PROBLEM DESCRIPTION =>
The material must be repeated exactly, with every line intact.

DATA TO PROCESS =>
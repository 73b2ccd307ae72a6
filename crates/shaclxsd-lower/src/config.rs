//! Conversion settings

use serde::{Deserialize, Serialize};
use std::path::Path;
use thiserror::Error;

/// Fallback target namespace when no target class carries one
pub const DEFAULT_TARGET_NAMESPACE: &str = "http://example.com/";

/// Settings for one conversion pass
#[derive(Debug, Clone, PartialEq, Eq, Serialize, Deserialize)]
#[serde(default)]
pub struct ConversionConfig {
    /// Schema `targetNamespace`; derived from the first target class when unset
    pub target_namespace: Option<String>,
    /// Prefix for the XML Schema namespace; `xsd` when the input binds it, else `xs`
    pub schema_prefix: Option<String>,
    /// Sigil marking property shapes that become attributes
    pub attribute_marker: String,
    /// Base type for textual values without a datatype
    pub default_text_type: String,
    /// Base type for bounded values without a datatype
    pub default_numeric_type: String,
    pub element_form_default: String,
    pub attribute_form_default: String,
}

impl Default for ConversionConfig {
    fn default() -> Self {
        Self {
            target_namespace: None,
            schema_prefix: None,
            attribute_marker: "@".to_string(),
            default_text_type: "string".to_string(),
            default_numeric_type: "decimal".to_string(),
            element_form_default: "qualified".to_string(),
            attribute_form_default: "unqualified".to_string(),
        }
    }
}

/// Errors loading a configuration file
#[derive(Error, Debug)]
pub enum ConfigError {
    #[error("cannot read config file: {0}")]
    Io(#[from] std::io::Error),

    #[error("invalid config JSON: {0}")]
    Json(#[from] serde_json::Error),
}

impl ConversionConfig {
    pub fn from_json_str(json: &str) -> Result<Self, ConfigError> {
        Ok(serde_json::from_str(json)?)
    }

    pub fn from_file(path: impl AsRef<Path>) -> Result<Self, ConfigError> {
        let content = std::fs::read_to_string(path)?;
        Self::from_json_str(&content)
    }

    pub fn with_target_namespace(mut self, namespace: impl Into<String>) -> Self {
        self.target_namespace = Some(namespace.into());
        self
    }

    pub fn with_schema_prefix(mut self, prefix: impl Into<String>) -> Self {
        self.schema_prefix = Some(prefix.into());
        self
    }
}
//! Typed views over shapes in the graph

use serde::Serialize;
use shaclxsd_core::vocab::{rdf, sh};
use shaclxsd_core::{local_name, ShapeGraph, Term};

use crate::classify::is_attribute;
use crate::list::{is_list, walk};

/// Name of a shape: `sh:name` if present, else derived from its identity.
///
/// Identities of the form `.../NodeShape/<name>` and `.../PropertyShape/<name>`
/// yield the trailing part (without a leading `@` for property shapes);
/// anything else yields its last path segment or fragment.
pub fn shape_name<G: ShapeGraph + ?Sized>(graph: &G, shape: &Term) -> String {
    if let Some(name) = graph.value_of(shape, sh::NAME) {
        return name.lexical().to_string();
    }

    let identity = shape.lexical();
    if let Some(pos) = identity.rfind("NodeShape/") {
        return identity[pos + "NodeShape/".len()..].to_string();
    }
    if let Some(pos) = identity.rfind("PropertyShape/") {
        let tail = &identity[pos + "PropertyShape/".len()..];
        return tail.strip_prefix('@').unwrap_or(tail).to_string();
    }
    local_name(identity).to_string()
}

/// Node shape attributes relevant to lowering
#[derive(Debug, Clone, PartialEq, Serialize)]
pub struct NodeShapeView {
    pub id: Term,
    pub name: String,
    /// `sh:node`; only the first value counts
    pub base: Option<Term>,
    /// `sh:xone` branches
    pub exclusive_choice: Option<Vec<Term>>,
    /// `sh:or` branches
    pub disjunction: Option<Vec<Term>>,
    pub properties: Vec<Term>,
    pub target_classes: Vec<Term>,
}

impl NodeShapeView {
    pub fn read<G: ShapeGraph + ?Sized>(graph: &G, id: &Term) -> Self {
        NodeShapeView {
            id: id.clone(),
            name: shape_name(graph, id),
            base: graph.value_of(id, sh::NODE).cloned(),
            exclusive_choice: graph.value_of(id, sh::XONE).map(|head| walk(graph, head)),
            disjunction: graph.value_of(id, sh::OR).map(|head| walk(graph, head)),
            properties: graph.all_values_of(id, sh::PROPERTY).into_iter().cloned().collect(),
            target_classes: graph
                .all_values_of(id, sh::TARGET_CLASS)
                .into_iter()
                .cloned()
                .collect(),
        }
    }

    /// Extends a base and adds nothing of its own
    pub fn only_extends_base(&self) -> bool {
        self.base.is_some()
            && self.properties.is_empty()
            && self.exclusive_choice.is_none()
            && self.disjunction.is_none()
    }
}

/// Shape of an `sh:in` value
#[derive(Debug, Clone, PartialEq, Serialize)]
pub enum Enumeration {
    /// `rdf:nil`: no constraint
    Empty,
    /// A list, possibly cut short by malformed cells
    Members(Vec<Term>),
    /// A value that is not a list
    Single(Term),
}

/// Property shape attributes relevant to lowering
#[derive(Debug, Clone, PartialEq, Serialize)]
pub struct PropertyShapeView {
    pub id: Term,
    /// Display name with the attribute marker stripped
    pub name: String,
    pub is_attribute: bool,
    pub path: Option<Term>,
    pub datatype: Option<Term>,
    pub min_count: Option<u64>,
    pub max_count: Option<u64>,
    pub enumeration: Option<Enumeration>,
    pub pattern: Option<String>,
    pub min_exclusive: Option<String>,
    pub max_exclusive: Option<String>,
    pub min_inclusive: Option<String>,
    pub max_inclusive: Option<String>,
    pub min_length: Option<String>,
    pub max_length: Option<String>,
    pub length: Option<String>,
    /// Property-level `sh:or` branches
    pub disjunction: Option<Vec<Term>>,
}

impl PropertyShapeView {
    pub fn read<G: ShapeGraph + ?Sized>(graph: &G, id: &Term, attribute_marker: &str) -> Self {
        let lexical = |predicate: &str| graph.value_of(id, predicate).map(|v| v.lexical().to_string());
        let count = |predicate: &str| graph.value_of(id, predicate).and_then(Term::as_u64);

        let path = graph.value_of(id, sh::PATH).cloned();
        let mut name = shape_name(graph, id);
        let is_attribute = is_attribute(id, &name, path.as_ref(), attribute_marker);
        if is_attribute && !attribute_marker.is_empty() {
            if let Some(stripped) = name.strip_prefix(attribute_marker) {
                name = stripped.to_string();
            }
        }

        let enumeration = graph.value_of(id, sh::IN).map(|value| {
            if value.is_iri(rdf::NIL) {
                Enumeration::Empty
            } else if is_list(graph, value) {
                Enumeration::Members(walk(graph, value))
            } else {
                Enumeration::Single(value.clone())
            }
        });

        PropertyShapeView {
            id: id.clone(),
            name,
            is_attribute,
            path,
            datatype: graph.value_of(id, sh::DATATYPE).cloned(),
            min_count: count(sh::MIN_COUNT),
            max_count: count(sh::MAX_COUNT),
            enumeration,
            pattern: lexical(sh::PATTERN),
            min_exclusive: lexical(sh::MIN_EXCLUSIVE),
            max_exclusive: lexical(sh::MAX_EXCLUSIVE),
            min_inclusive: lexical(sh::MIN_INCLUSIVE),
            max_inclusive: lexical(sh::MAX_INCLUSIVE),
            min_length: lexical(sh::MIN_LENGTH),
            max_length: lexical(sh::MAX_LENGTH),
            length: lexical(sh::LENGTH),
            disjunction: graph.value_of(id, sh::OR).map(|head| walk(graph, head)),
        }
    }

    pub fn has_numeric_bounds(&self) -> bool {
        self.min_exclusive.is_some()
            || self.max_exclusive.is_some()
            || self.min_inclusive.is_some()
            || self.max_inclusive.is_some()
    }

    pub fn has_facets(&self) -> bool {
        self.pattern.is_some()
            || self.has_numeric_bounds()
            || self.min_length.is_some()
            || self.max_length.is_some()
            || self.length.is_some()
    }
}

ANSWER SPACE =>
repository 73b2ccd307ae72a6
filename crates/shaclxsd-lower/src/config.rs
//! Conversion settings

use serde::{Deserialize, Serialize};
use std::path::Path;
use thiserror::Error;

/// Fallback target namespace when no target class carries one
pub const DEFAULT_TARGET_NAMESPACE: &str = "http://example.com/";

/// Settings for one conversion pass
#[derive(Debug, Clone, PartialEq, Eq, Serialize, Deserialize)]
#[serde(default)]
pub struct ConversionConfig {
    /// Schema `targetNamespace`; derived from the first target class when unset
    pub target_namespace: Option<String>,
    /// Prefix for the XML Schema namespace; `xsd` when the input binds it, else `xs`
    pub schema_prefix: Option<String>,
    /// Sigil marking property shapes that become attributes
    pub attribute_marker: String,
    /// Base type for textual values without a datatype
    pub default_text_type: String,
    /// Base type for bounded values without a datatype
    pub default_numeric_type: String,
    pub element_form_default: String,
    pub attribute_form_default: String,
}

impl Default for ConversionConfig {
    fn default() -> Self {
        Self {
            target_namespace: None,
            schema_prefix: None,
            attribute_marker: "@".to_string(),
            default_text_type: "string".to_string(),
            default_numeric_type: "decimal".to_string(),
            element_form_default: "qualified".to_string(),
            attribute_form_default: "unqualified".to_string(),
        }
    }
}

/// Errors loading a configuration file
#[derive(Error, Debug)]
pub enum ConfigError {
    #[error("cannot read config file: {0}")]
    Io(#[from] std::io::Error),

    #[error("invalid config JSON: {0}")]
    Json(#[from] serde_json::Error),
}

impl ConversionConfig {
    pub fn from_json_str(json: &str) -> Result<Self, ConfigError> {
        Ok(serde_json::from_str(json)?)
    }

    pub fn from_file(path: impl AsRef<Path>) -> Result<Self, ConfigError> {
        let content = std::fs::read_to_string(path)?;
        Self::from_json_str(&content)
    }

    pub fn with_target_namespace(mut self, namespace: impl Into<String>) -> Self {
        self.target_namespace = Some(namespace.into());
        self
    }

    pub fn with_schema_prefix(mut self, prefix: impl Into<String>) -> Self {
        self.schema_prefix = Some(prefix.into());
        self
    }
}
//! Typed views over shapes in the graph

use serde::Serialize;
use shaclxsd_core::vocab::{rdf, sh};
use shaclxsd_core::{local_name, ShapeGraph, Term};

use crate::classify::is_attribute;
use crate::list::{is_list, walk};

/// Name of a shape: `sh:name` if present, else derived from its identity.
///
/// Identities of the form `.../NodeShape/<name>` and `.../PropertyShape/<name>`
/// yield the trailing part (without a leading `@` for property shapes);
/// anything else yields its last path segment or fragment.
pub fn shape_name<G: ShapeGraph + ?Sized>(graph: &G, shape: &Term) -> String {
    if let Some(name) = graph.value_of(shape, sh::NAME) {
        return name.lexical().to_string();
    }

    let identity = shape.lexical();
    if let Some(pos) = identity.rfind("NodeShape/") {
        return identity[pos + "NodeShape/".len()..].to_string();
    }
    if let Some(pos) = identity.rfind("PropertyShape/") {
        let tail = &identity[pos + "PropertyShape/".len()..];
        return tail.strip_prefix('@').unwrap_or(tail).to_string();
    }
    local_name(identity).to_string()
}

/// Node shape attributes relevant to lowering
#[derive(Debug, Clone, PartialEq, Serialize)]
pub struct NodeShapeView {
    pub id: Term,
    pub name: String,
    /// `sh:node`; only the first value counts
    pub base: Option<Term>,
    /// `sh:xone` branches
    pub exclusive_choice: Option<Vec<Term>>,
    /// `sh:or` branches
    pub disjunction: Option<Vec<Term>>,
    pub properties: Vec<Term>,
    pub target_classes: Vec<Term>,
}

impl NodeShapeView {
    pub fn read<G: ShapeGraph + ?Sized>(graph: &G, id: &Term) -> Self {
        NodeShapeView {
            id: id.clone(),
            name: shape_name(graph, id),
            base: graph.value_of(id, sh::NODE).cloned(),
            exclusive_choice: graph.value_of(id, sh::XONE).map(|head| walk(graph, head)),
            disjunction: graph.value_of(id, sh::OR).map(|head| walk(graph, head)),
            properties: graph.all_values_of(id, sh::PROPERTY).into_iter().cloned().collect(),
            target_classes: graph
                .all_values_of(id, sh::TARGET_CLASS)
                .into_iter()
                .cloned()
                .collect(),
        }
    }

    /// Extends a base and adds nothing of its own
    pub fn only_extends_base(&self) -> bool {
        self.base.is_some()
            && self.properties.is_empty()
            && self.exclusive_choice.is_none()
            && self.disjunction.is_none()
    }
}

/// Shape of an `sh:in` value
#[derive(Debug, Clone, PartialEq, Serialize)]
pub enum Enumeration {
    /// `rdf:nil`: no constraint
    Empty,
    /// A list, possibly cut short by malformed cells
    Members(Vec<Term>),
    /// A value that is not a list
    Single(Term),
}

/// Property shape attributes relevant to lowering
#[derive(Debug, Clone, PartialEq, Serialize)]
pub struct PropertyShapeView {
    pub id: Term,
    /// Display name with the attribute marker stripped
    pub name: String,
    pub is_attribute: bool,
    pub path: Option<Term>,
    pub datatype: Option<Term>,
    pub min_count: Option<u64>,
    pub max_count: Option<u64>,
    pub enumeration: Option<Enumeration>,
    pub pattern: Option<String>,
    pub min_exclusive: Option<String>,
    pub max_exclusive: Option<String>,
    pub min_inclusive: Option<String>,
    pub max_inclusive: Option<String>,
    pub min_length: Option<String>,
    pub max_length: Option<String>,
    pub length: Option<String>,
    /// Property-level `sh:or` branches
    pub disjunction: Option<Vec<Term>>,
}

impl PropertyShapeView {
    pub fn read<G: ShapeGraph + ?Sized>(graph: &G, id: &Term, attribute_marker: &str) -> Self {
        let lexical = |predicate: &str| graph.value_of(id, predicate).map(|v| v.lexical().to_string());
        let count = |predicate: &str| graph.value_of(id, predicate).and_then(Term::as_u64);

        let path = graph.value_of(id, sh::PATH).cloned();
        let mut name = shape_name(graph, id);
        let is_attribute = is_attribute(id, &name, path.as_ref(), attribute_marker);
        if is_attribute && !attribute_marker.is_empty() {
            if let Some(stripped) = name.strip_prefix(attribute_marker) {
                name = stripped.to_string();
            }
        }

        let enumeration = graph.value_of(id, sh::IN).map(|value| {
            if value.is_iri(rdf::NIL) {
                Enumeration::Empty
            } else if is_list(graph, value) {
                Enumeration::Members(walk(graph, value))
            } else {
                Enumeration::Single(value.clone())
            }
        });

        PropertyShapeView {
            id: id.clone(),
            name,
            is_attribute,
            path,
            datatype: graph.value_of(id, sh::DATATYPE).cloned(),
            min_count: count(sh::MIN_COUNT),
            max_count: count(sh::MAX_COUNT),
            enumeration,
            pattern: lexical(sh::PATTERN),
            min_exclusive: lexical(sh::MIN_EXCLUSIVE),
            max_exclusive: lexical(sh::MAX_EXCLUSIVE),
            min_inclusive: lexical(sh::MIN_INCLUSIVE),
            max_inclusive: lexical(sh::MAX_INCLUSIVE),
            min_length: lexical(sh::MIN_LENGTH),
            max_length: lexical(sh::MAX_LENGTH),
            length: lexical(sh::LENGTH),
            disjunction: graph.value_of(id, sh::OR).map(|head| walk(graph, head)),
        }
    }

    pub fn has_numeric_bounds(&self) -> bool {
        self.min_exclusive.is_some()
            || self.max_exclusive.is_some()
            || self.min_inclusive.is_some()
            || self.max_inclusive.is_some()
    }

    pub fn has_facets(&self) -> bool {
        self.pattern.is_some()
            || self.has_numeric_bounds()
            || self.min_length.is_some()
            || self.max_length.is_some()
            || self.length.is_some()
    }
}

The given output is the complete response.